How we cite our quotes: (Chapter.Paragraph)
Quote #7
The Villa Straylight was a parasitic structure, Case reminded himself, as he stepped past the tendrils of caulk and through Marcus Garvey's forward hatch. Straylight bled air and water out of Freeside, and had no ecosystem of its own. (19.1)
The complicated inner-workings of Freeside make the Straylight's theft of its resources hard to notice. It allows those who run the technology to take what they want from those who access it. Like how Facebook and Google take the personal information of their users and sell it to ad agencies. Can you think of any other examples of this happening in your life?
Quote #8
"She imagined us in a symbiotic relationship with the AI's, our corporate decisions made for us.

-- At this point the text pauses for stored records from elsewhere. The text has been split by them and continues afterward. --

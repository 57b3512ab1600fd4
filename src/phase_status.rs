//! Phase/counter variant of the thread status manager: shows
//! `reading`, or `thinking`/`reasoning` with a live elapsed-seconds counter.

use std::sync::{
    atomic::{AtomicBool, Ordering},
    Arc, Weak,
};

use parking_lot::Mutex;

use crate::{
    config::PhaseStatusSettings,
    events::{Event, EventEmitter, StatusVariant},
    gate::PushGate,
    phase::{format_phase, Phase},
    registry::{ManagerRegistry, RegistrySlot},
    timer::{spawn_once, spawn_recurring, TaskSlot},
    types::{AcquireOptions, GraceFn, StatusKey},
};

#[derive(Default)]
struct PhaseState {
    phase: Option<Phase>,
    seconds: u64,
    active_handles: usize,
    in_grace: bool,
    destroyed: bool,
    counter_task: TaskSlot,
    grace_task: TaskSlot,
}

struct PhaseStatusManager {
    slot: RegistrySlot<PhaseStatusManager>,
    gate: PushGate<String>,
    settings: PhaseStatusSettings,
    events: EventEmitter,
    state: Mutex<PhaseState>,
}

impl PhaseStatusManager {
    fn new(
        slot: RegistrySlot<PhaseStatusManager>,
        gate: PushGate<String>,
        settings: PhaseStatusSettings,
        events: EventEmitter,
    ) -> Arc<Self> {
        Arc::new(Self {
            slot,
            gate,
            settings,
            events,
            state: Mutex::new(PhaseState {
                active_handles: 1,
                ..PhaseState::default()
            }),
        })
    }

    fn key(&self) -> &StatusKey {
        self.slot.key()
    }

    fn render(&self, state: &PhaseState) -> Option<String> {
        state
            .phase
            .map(|phase| format_phase(phase, state.seconds, &self.settings.labels))
    }

    fn try_attach(&self) -> bool {
        let mut state = self.state.lock();
        if state.destroyed {
            return false;
        }
        state.active_handles += 1;
        if state.in_grace {
            state.in_grace = false;
            state.grace_task.cancel();
            tracing::debug!(target = "live_status::phase_status", key = %self.key(), "grace cancelled by new activity");
        }
        true
    }

    fn set_status(self: &Arc<Self>, phase: Phase) {
        let mut state = self.state.lock();
        if state.destroyed {
            return;
        }
        state.phase = Some(phase);
        state.seconds = 0;
        state.counter_task.cancel();
        if phase.ticks() {
            let weak = Arc::downgrade(self);
            let period = self.settings.counter_tick();
            state
                .counter_task
                .arm(|epoch| spawn_recurring(period, move || count(&weak, epoch)));
        }
        let text = format_phase(phase, 0, &self.settings.labels);
        drop(state);

        tracing::trace!(target = "live_status::phase_status", key = %self.key(), phase = %phase, "phase set");
        self.gate.fire(text);
    }

    /// Advance the counter by one tick; `None` stops the counter task.
    fn advance(&self, epoch: u64) -> Option<String> {
        let mut state = self.state.lock();
        if state.destroyed || !state.counter_task.is_current(epoch) {
            return None;
        }
        state.seconds += 1;
        self.render(&state)
    }

    fn pause(&self) {
        let mut state = self.state.lock();
        if state.counter_task.cancel() {
            tracing::trace!(target = "live_status::phase_status", key = %self.key(), seconds = state.seconds, "counter paused");
        }
    }

    fn current_text(&self) -> Option<String> {
        let state = self.state.lock();
        if state.destroyed {
            return None;
        }
        self.render(&state)
    }

    fn push_current(&self) -> bool {
        match self.current_text() {
            Some(text) => self.gate.fire(text),
            None => false,
        }
    }

    fn release(self: &Arc<Self>, should_grace: Option<&GraceFn>) {
        {
            let mut state = self.state.lock();
            if state.destroyed || state.active_handles == 0 {
                return;
            }
            state.active_handles -= 1;
            if state.active_handles > 0 {
                return;
            }
        }

        let grace = !self.settings.grace().is_zero() && should_grace.map_or(true, |f| f());

        let mut state = self.state.lock();
        if state.destroyed || state.active_handles > 0 {
            return;
        }
        if state.phase.is_none() {
            drop(state);
            self.destroy(false);
            return;
        }
        if !grace {
            drop(state);
            self.destroy(true);
            return;
        }

        // Frozen so the displayed seconds stop advancing while we wait to clear.
        state.counter_task.cancel();
        let weak = Arc::downgrade(self);
        let delay = self.settings.grace();
        let armed = state.grace_task.arm(|epoch| {
            spawn_once(delay, move || {
                if let Some(manager) = weak.upgrade() {
                    manager.on_grace_elapsed(epoch);
                }
            })
        });
        if !armed {
            drop(state);
            self.destroy(true);
            return;
        }
        state.in_grace = true;
        tracing::debug!(target = "live_status::phase_status", key = %self.key(), grace_ms = self.settings.grace_ms, "last handle released, grace started");
    }

    fn on_grace_elapsed(&self, epoch: u64) {
        {
            let state = self.state.lock();
            if state.destroyed || state.active_handles > 0 || !state.grace_task.is_current(epoch) {
                return;
            }
        }
        self.destroy(true);
    }

    fn destroy(&self, clear: bool) {
        {
            let mut state = self.state.lock();
            if state.destroyed {
                return;
            }
            state.destroyed = true;
            state.in_grace = false;
            state.counter_task.cancel();
            state.grace_task.cancel();
        }

        self.slot.detach();
        tracing::debug!(target = "live_status::phase_status", key = %self.key(), clear, "status manager destroyed");
        self.events.emit(Event::StatusDestroyed {
            key: self.key(),
            variant: StatusVariant::Phase,
            cleared: clear,
        });

        if clear {
            self.gate.spawn_flush(String::new());
        }
    }
}

fn count(weak: &Weak<PhaseStatusManager>, epoch: u64) -> bool {
    let Some(manager) = weak.upgrade() else {
        return false;
    };
    match manager.advance(epoch) {
        Some(text) => {
            manager.gate.fire(text);
            true
        }
        None => false,
    }
}

/// Capability returned by [`PhaseStatusRegistry::acquire`]. Dropping the
/// handle releases it.
pub struct PhaseHandle {
    manager: Arc<PhaseStatusManager>,
    should_grace: Option<GraceFn>,
    released: AtomicBool,
}

impl PhaseHandle {
    pub fn key(&self) -> &StatusKey {
        self.manager.key()
    }

    /// Push `phase` at zero seconds and (re)start the counter when the phase
    /// counts.
    pub fn set_status(&self, phase: Phase) {
        if self.is_released() {
            return;
        }
        self.manager.set_status(phase);
    }

    /// Stop the counter, keeping phase and seconds. Call right after posting
    /// a message, since the channel may auto-clear the indicator then.
    pub fn pause(&self) {
        if self.is_released() {
            return;
        }
        self.manager.pause();
    }

    pub fn release(&self) {
        if self.released.swap(true, Ordering::SeqCst) {
            return;
        }
        self.manager.release(self.should_grace.as_ref());
    }

    pub fn is_released(&self) -> bool {
        self.released.load(Ordering::SeqCst)
    }
}

impl Drop for PhaseHandle {
    fn drop(&mut self) {
        self.release();
    }
}

impl std::fmt::Debug for PhaseHandle {
    fn fmt(&self, f: &mut std::fmt::Formatter<'_>) -> std::fmt::Result {
        f.debug_struct("PhaseHandle")
            .field("key", self.key())
            .field("released", &self.is_released())
            .finish()
    }
}

pub struct PhaseStatusRegistry {
    managers: ManagerRegistry<PhaseStatusManager>,
    events: EventEmitter,
}

impl Default for PhaseStatusRegistry {
    fn default() -> Self {
        Self::new(EventEmitter::disabled())
    }
}

impl PhaseStatusRegistry {
    pub fn new(events: EventEmitter) -> Self {
        Self {
            managers: ManagerRegistry::new(),
            events,
        }
    }

    pub fn acquire(
        &self,
        key: &StatusKey,
        options: AcquireOptions<PhaseStatusSettings>,
    ) -> PhaseHandle {
        let AcquireOptions {
            push,
            on_error,
            settings,
            should_grace,
        } = options;

        let manager = self.managers.acquire_with(
            key,
            |manager| manager.try_attach().then(|| manager.clone()),
            |slot| {
                let gate = PushGate::new(key.to_string(), push, on_error);
                let manager = PhaseStatusManager::new(slot, gate, settings, self.events.clone());
                (manager.clone(), manager)
            },
        );

        PhaseHandle {
            manager,
            should_grace,
            released: AtomicBool::new(false),
        }
    }

    /// True while at least one handle is held; false during grace.
    pub fn is_active(&self, key: &StatusKey) -> bool {
        self.managers
            .get(key)
            .is_some_and(|manager| manager.state.lock().active_handles > 0)
    }

    pub fn current_status(&self, key: &StatusKey) -> Option<String> {
        self.managers.get(key)?.current_text()
    }

    /// Re-send the current text once, e.g. right after the channel
    /// auto-cleared the indicator. Returns whether a push went out.
    pub fn push_current_status(&self, key: &StatusKey) -> bool {
        self.managers
            .get(key)
            .is_some_and(|manager| manager.push_current())
    }

    pub fn is_tracking(&self, key: &StatusKey) -> bool {
        self.managers.contains(key)
    }

    pub fn len(&self) -> usize {
        self.managers.len()
    }

    pub fn is_empty(&self) -> bool {
        self.len() == 0
    }
}
//! Recording push functions for timer-driven unit tests.

use std::{
    sync::{
        atomic::{AtomicUsize, Ordering},
        Arc,
    },
    time::Duration,
};

use futures::FutureExt;
use parking_lot::Mutex;
use tokio::time::Instant;

use crate::types::PushFn;

#[derive(Clone)]
pub(crate) struct Recorder {
    start: Instant,
    delay: Duration,
    pushes: Arc<Mutex<Vec<(u64, String)>>>,
    in_flight: Arc<AtomicUsize>,
    max_in_flight: Arc<AtomicUsize>,
}

impl Recorder {
    pub(crate) fn new() -> Self {
        Self::with_delay(Duration::ZERO)
    }

    pub(crate) fn with_delay(delay: Duration) -> Self {
        Self {
            start: Instant::now(),
            delay,
            pushes: Arc::new(Mutex::new(Vec::new())),
            in_flight: Arc::new(AtomicUsize::new(0)),
            max_in_flight: Arc::new(AtomicUsize::new(0)),
        }
    }

    pub(crate) fn push_fn(&self) -> PushFn<String> {
        let rec = self.clone();
        Arc::new(move |text: String| {
            let rec = rec.clone();
            async move {
                let now = rec.in_flight.fetch_add(1, Ordering::SeqCst) + 1;
                rec.max_in_flight.fetch_max(now, Ordering::SeqCst);
                let at = rec.start.elapsed().as_millis() as u64;
                rec.pushes.lock().push((at, text));
                if !rec.delay.is_zero() {
                    tokio::time::sleep(rec.delay).await;
                }
                rec.in_flight.fetch_sub(1, Ordering::SeqCst);
                Ok::<(), anyhow::Error>(())
            }
            .boxed()
        })
    }

    pub(crate) fn texts(&self) -> Vec<String> {
        self.pushes.lock().iter().map(|(_, t)| t.clone()).collect()
    }

    pub(crate) fn timeline(&self) -> Vec<(u64, String)> {
        self.pushes.lock().clone()
    }

    pub(crate) fn max_in_flight(&self) -> usize {
        self.max_in_flight.load(Ordering::SeqCst)
    }
}

/// Let spawned push tasks run without moving the paused clock meaningfully.
pub(crate) async fn settle() {
    tokio::time::sleep(Duration::from_millis(1)).await;
}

Our conscious decisions, I should say. Tessier-Ashpool would be immortal, a hive, each of us units of a larder entity." (19.39)
The old wish for immortality, eh? Where once people sought alchemy potions or fountains of youth, now they desire technology to grant their wishes. But could computers and machinery succeed where magic once failed? When we consider some of the wonders of modern medicine, it sure seems like it.
Quote #9
[…] as [Linda] pulled [Case] down, to the meat, the flesh the cowboys mocked. It was a vast thing, beyond knowing, a sea of information coded in spiral and pheromone, infinite intricacy that only the body, in its strong blind way, could ever read. (20.86)
Notice that the language describing their sexual encounter is similar to the descriptions of Case's experience in cyberspace. Case loved cyberspace but wasn't so keen on the "meat" of the body. Do you think the language suggests a change for him?